St. Anthony Medical Campus to Open New Era in Heath Care
The opening of St. Anthony Medical Campus will usher in a new era in Colorado health care and give the city of Lakewood its first-ever full-service hospital.
The $426-million complex begins accepting patients on June 7 when phase one—the 150,000-sq-ft, 48-bed Ortho Colorado orthopedic hospital ($52 million)—opens. Phase two, the advanced St. Anthony Hospital, will open in June 2011 and replace 100-year-old St. Anthony Central in Denver.
The campus’ inside-out design is based on patterns of patient flow through adjoining procedural areas. Buildings clad in soft, earth-toned cultured stone and stucco were designed to welcome patients and visitors.
Current development plans for the 70-acre site, which set aside ample acreage for future expansion, call for two medical-office towers to either side of the west-facing front entrance. Total project square footage is 700,000, excluding the office towers, which are awaiting design and budgeting.
A cardiac-wellness center, which will be built once a partner is found, will occupy a 20-acre site on the south side of the campus.
Earl Swensson Associates of Nashville is project architect and GE Johnson, Denver and Colorado Springs, is the general contractor on the medical campus.
“Ladco Development, Des Moines, Iowa, was recently selected to manage erection of the office towers, projected as roughly 125,000 sq ft each,” says Tim Keenan, St. Anthony’s administrative director of support services. “Buildings are adjacent to one another and connect internally. A courtyard prayer garden will be located adjacent to the north tower.”
Other contemplative areas include a 61,000-sq-ft walkout garden at the rear of the two-story support services extension behind the main hospital. The same structure offers a two-story atrium lit with dual skylights intended for families and friends waiting for surgery patients.
The fast-track project remains on schedule. Most of the remaining work involves interior finish.
The seven-story main hospital tower and three-story Ortho Colorado, both with steel superstructures atop poured-in-place concrete foundations, are configured for vertical expansion to nine and five floors, respectively.
“Plumbing, electrical and gas were modeled using GE Johnson’s sophisticated building information modeling system to resolve design and routing conflicts before they arose on site,” Keenan says.
“Parking capacity is 2,099 vehicles—848 slots in the planned two-story parking structure and the remainder in surface lots. The rooftop helipad behind the main hospital tower can accommodate two aircraft, while the grade-level pad immediately to the east handles one,” he adds.

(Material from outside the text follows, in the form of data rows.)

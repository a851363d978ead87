//! Session module - one play-through from first tray to deadlock
//!
//! This module ties together the board, the tray supply, scoring and the
//! high-score store. It is synchronous and single-threaded: every call runs to
//! completion, and an embedding that shares a session across threads must wrap
//! the whole session in one lock.
//!
//! # Lifecycle
//!
//! A session starts `Active` with a freshly generated tray and becomes
//! terminal as soon as a non-empty tray has no shape with a legal placement
//! (possibly right at construction). The terminal state is absorbing; use
//! [`GameSession::restart`] or construct a new session to play again.

use tracing::{debug, error, info, warn};

use crate::board::{Board, ClearedLines};
use crate::persist::{load_or_default, HighScoreStore, MemoryStore, StoreError};
use crate::scoring::{calculate_score, ScoreResult};
use crate::snapshot::SessionSnapshot;
use crate::supply::{ShapeSupply, Tray, TraySource};
use crate::types::LineClearKind;

/// Why a placement attempt was refused
#[derive(Debug, Clone, Copy, PartialEq, Eq)]
pub enum RejectReason {
    /// The session is already terminal
    GameOver,
    /// The tray slot is out of range or already used
    EmptySlot,
    /// Part of the shape would leave the board or overlap an occupied cell
    Blocked,
}

/// Everything the presentation layer needs to react to an accepted placement
#[derive(Debug, Clone, PartialEq, Eq)]
pub struct PlacementReport {
    pub slot: usize,
    /// Requested (pre-normalization) origin
    pub origin: (i32, i32),
    pub cells_placed: u32,
    pub cleared: ClearedLines,
    pub score: ScoreResult,
    /// Session score after this placement
    pub total_score: u32,
    pub new_high_score: bool,
    /// The tray emptied and was replaced
    pub tray_refilled: bool,
    /// The session became terminal as a result of this placement
    pub game_over: bool,
    /// Set when a new high score could not be persisted
    pub store_warning: Option<StoreError>,
}

impl PlacementReport {
    pub fn clear_kind(&self) -> LineClearKind {
        self.score.clear_kind()
    }
}

/// Result of [`GameSession::attempt_placement`]
#[derive(Debug, Clone, PartialEq, Eq)]
pub enum PlacementOutcome {
    Accepted(PlacementReport),
    Rejected(RejectReason),
}

impl PlacementOutcome {
    pub fn is_accepted(&self) -> bool {
        matches!(self, PlacementOutcome::Accepted(_))
    }
}

/// Complete game session
#[derive(Debug, Clone)]
pub struct GameSession<S = MemoryStore, T = ShapeSupply> {
    board: Board,
    tray: Tray,
    supply: T,
    store: S,
    score: u32,
    high_score: u32,
    game_over: bool,
    placements: u32,
    lines_cleared: u32,
}

impl<S: HighScoreStore, T: TraySource> GameSession<S, T> {
    /// Start a session on an empty board
    pub fn new(store: S, supply: T) -> Self {
        Self::with_board(Board::new(), store, supply)
    }

    /// Start a session on a pre-populated board
    pub fn with_board(board: Board, store: S, mut supply: T) -> Self {
        let high_score = load_or_default(&store);
        let tray = supply.next_tray();

        let mut session = Self {
            board,
            tray,
            supply,
            store,
            score: 0,
            high_score,
            game_over: false,
            placements: 0,
            lines_cleared: 0,
        };
        session.evaluate_terminal();
        debug!(high_score, game_over = session.game_over, "session started");
        session
    }

    /// Throw this session away and start a fresh one with the same store and supply
    pub fn restart(self) -> Self {
        Self::new(self.store, self.supply)
    }

    pub fn board(&self) -> &Board {
        &self.board
    }

    pub fn tray(&self) -> &Tray {
        &self.tray
    }

    pub fn score(&self) -> u32 {
        self.score
    }

    pub fn high_score(&self) -> u32 {
        self.high_score
    }

    pub fn is_terminal(&self) -> bool {
        self.game_over
    }

    /// Accepted placements so far
    pub fn placements(&self) -> u32 {
        self.placements
    }

    /// Lines cleared so far (rows plus columns)
    pub fn lines_cleared(&self) -> u32 {
        self.lines_cleared
    }

    pub fn store(&self) -> &S {
        &self.store
    }

    /// Hand the store over, e.g. to the next session
    pub fn into_store(self) -> S {
        self.store
    }

    pub fn snapshot(&self) -> SessionSnapshot {
        SessionSnapshot::capture(self)
    }

    /// Whether the shape in `slot` could be placed at `(x, y)` right now
    ///
    /// Read-only; used to preview a drag before release.
    pub fn can_place(&self, slot: usize, x: i32, y: i32) -> bool {
        !self.game_over
            && self
                .tray
                .get(slot)
                .is_some_and(|shape| self.board.can_place(shape, x, y))
    }

    /// Place the shape in `slot` with its occupied region starting at `(x, y)`
    pub fn attempt_placement(&mut self, slot: usize, x: i32, y: i32) -> PlacementOutcome {
        if self.game_over {
            debug!(slot, x, y, "placement rejected: game over");
            return PlacementOutcome::Rejected(RejectReason::GameOver);
        }

        let Some(shape) = self.tray.get(slot).copied() else {
            debug!(slot, "placement rejected: empty slot");
            return PlacementOutcome::Rejected(RejectReason::EmptySlot);
        };

        if !self.board.can_place(&shape, x, y) {
            debug!(slot, x, y, shape = shape.template().name(), "placement rejected: blocked");
            return PlacementOutcome::Rejected(RejectReason::Blocked);
        }

        let cells_placed = match self.board.place(&shape, x, y) {
            Ok(cells) => cells,
            Err(err) => {
                error!(error = %err, "board refused a checked placement");
                return PlacementOutcome::Rejected(RejectReason::Blocked);
            }
        };
        self.placements += 1;
        debug!(slot, x, y, shape = shape.template().name(), "placement accepted");

        let cleared = self.board.clear_full_lines();
        let score = calculate_score(cleared.count());
        if score.lines > 0 {
            self.lines_cleared += score.lines;
            self.score = self.score.saturating_add(score.total);
            info!(lines = score.lines, points = score.total, score = self.score, "lines cleared");
        }

        let (new_high_score, store_warning) = self.record_high_score();

        self.tray.take(slot);
        let tray_refilled = self.tray.is_empty();
        if tray_refilled {
            self.tray = self.supply.next_tray();
            debug!("tray refilled");
        }
        let game_over = self.evaluate_terminal();

        PlacementOutcome::Accepted(PlacementReport {
            slot,
            origin: (x, y),
            cells_placed,
            cleared,
            score,
            total_score: self.score,
            new_high_score,
            tray_refilled,
            game_over,
            store_warning,
        })
    }

    /// Raise the high score if the current score beats it, and persist it
    fn record_high_score(&mut self) -> (bool, Option<StoreError>) {
        if self.score <= self.high_score {
            return (false, None);
        }

        self.high_score = self.score;
        info!(high_score = self.high_score, "new high score");

        match self.store.save(self.high_score) {
            Ok(()) => (true, None),
            Err(err) => {
                warn!(error = %err, "failed to persist high score");
                (true, Some(err))
            }
        }
    }

    /// Enter the terminal state if no tray shape fits anywhere
    ///
    /// Returns true only on the transition into the terminal state.
    fn evaluate_terminal(&mut self) -> bool {
        if self.game_over || !self.tray_deadlocked() {
            return false;
        }
        self.game_over = true;
        info!(score = self.score, placements = self.placements, "game over: no legal placement");
        true
    }

    /// A non-empty tray none of whose shapes has a legal placement
    fn tray_deadlocked(&self) -> bool {
        !self.tray.is_empty()
            && self
                .tray
                .iter()
                .all(|(_, shape)| !self.board.has_any_legal_placement(shape))
    }
}

impl Default for GameSession<MemoryStore, ShapeSupply> {
    fn default() -> Self {
        Self::new(MemoryStore::new(), ShapeSupply::default())
    }
}

#[cfg(test)]
mod tests {
    use super::*;
    use crate::catalog::find;
    use crate::shapes::Shape;
    use crate::types::{ColorTag, Rotation};

    /// Always hands out the same tray
    struct FixedTrays(Tray);

    impl TraySource for FixedTrays {
        fn next_tray(&mut self) -> Tray {
            self.0
        }
    }

    fn tray_of(names: [&str; 3]) -> Tray {
        Tray::new(names.map(|name| {
            Shape::new(find(name).expect("catalog template"), Rotation::North, ColorTag::Green)
        }))
    }

    #[test]
    fn test_empty_tray_is_not_deadlocked() {
        let mut session = GameSession::new(MemoryStore::new(), FixedTrays(tray_of(["dot"; 3])));
        session.tray = Tray::default();
        assert!(!session.tray_deadlocked());
    }

    #[test]
    fn test_high_score_only_saved_on_improvement() {
        let mut session = GameSession::new(
            MemoryStore::with_high_score(50),
            FixedTrays(tray_of(["dot"; 3])),
        );
        assert_eq!(session.record_high_score(), (false, None));

        session.score = 100;
        assert_eq!(session.record_high_score(), (true, None));
        assert_eq!(session.high_score(), 100);
        assert_eq!(session.store().writes(), 1);

        assert_eq!(session.record_high_score(), (false, None));
        assert_eq!(session.store().writes(), 1);
    }

    #[test]
    fn test_preview_does_not_mutate() {
        let session = GameSession::new(MemoryStore::new(), FixedTrays(tray_of(["block"; 3])));
        assert!(session.can_place(0, 7, 7));
        assert!(!session.can_place(0, 8, 7));
        assert!(!session.can_place(3, 0, 0));
        assert_eq!(session.board().occupied_count(), 0);
    }

    #[test]
    fn test_restart_keeps_store() {
        let mut session = GameSession::new(MemoryStore::new(), FixedTrays(tray_of(["dot"; 3])));
        session.score = 300;
        session.record_high_score();
        session.game_over = true;

        let fresh = session.restart();
        assert!(!fresh.is_terminal());
        assert_eq!(fresh.score(), 0);
        assert_eq!(fresh.high_score(), 300);
    }
}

St. Anthony is just the third hospital west of the Mississippi to install parallel vacuum systems that collect trash, linens and pharmaceutical waste from throughout the hospital and deliver them outside to loading docks for pickup and disposal. The same system automatically recycles pop cans and paper at the push of a button. Meanwhile, a distributed antenna system that automatically links to cell phones and emergency-service radios enables communication and eliminates dead spots throughout the building.
“Variable frequency drives reduced power use by automatically adjusting to airflow demands,” Keenan says. “Cost savings is significant enough that the system will pay for itself within five years. Another important green feature is the daylight harvesting system that automatically dims or brightens lights in response to fluctuations in natural-light levels.”
Clear sightlines and logical entry sequences coupled with minimal signage facilitate wayfinding, while automation by Johnson Controls allows central-terminal monitoring of elevator status, air handling, heating, cooling and medical-gas delivery. Safety and efficiency are further enhanced by radiant heating for entrances and helipads.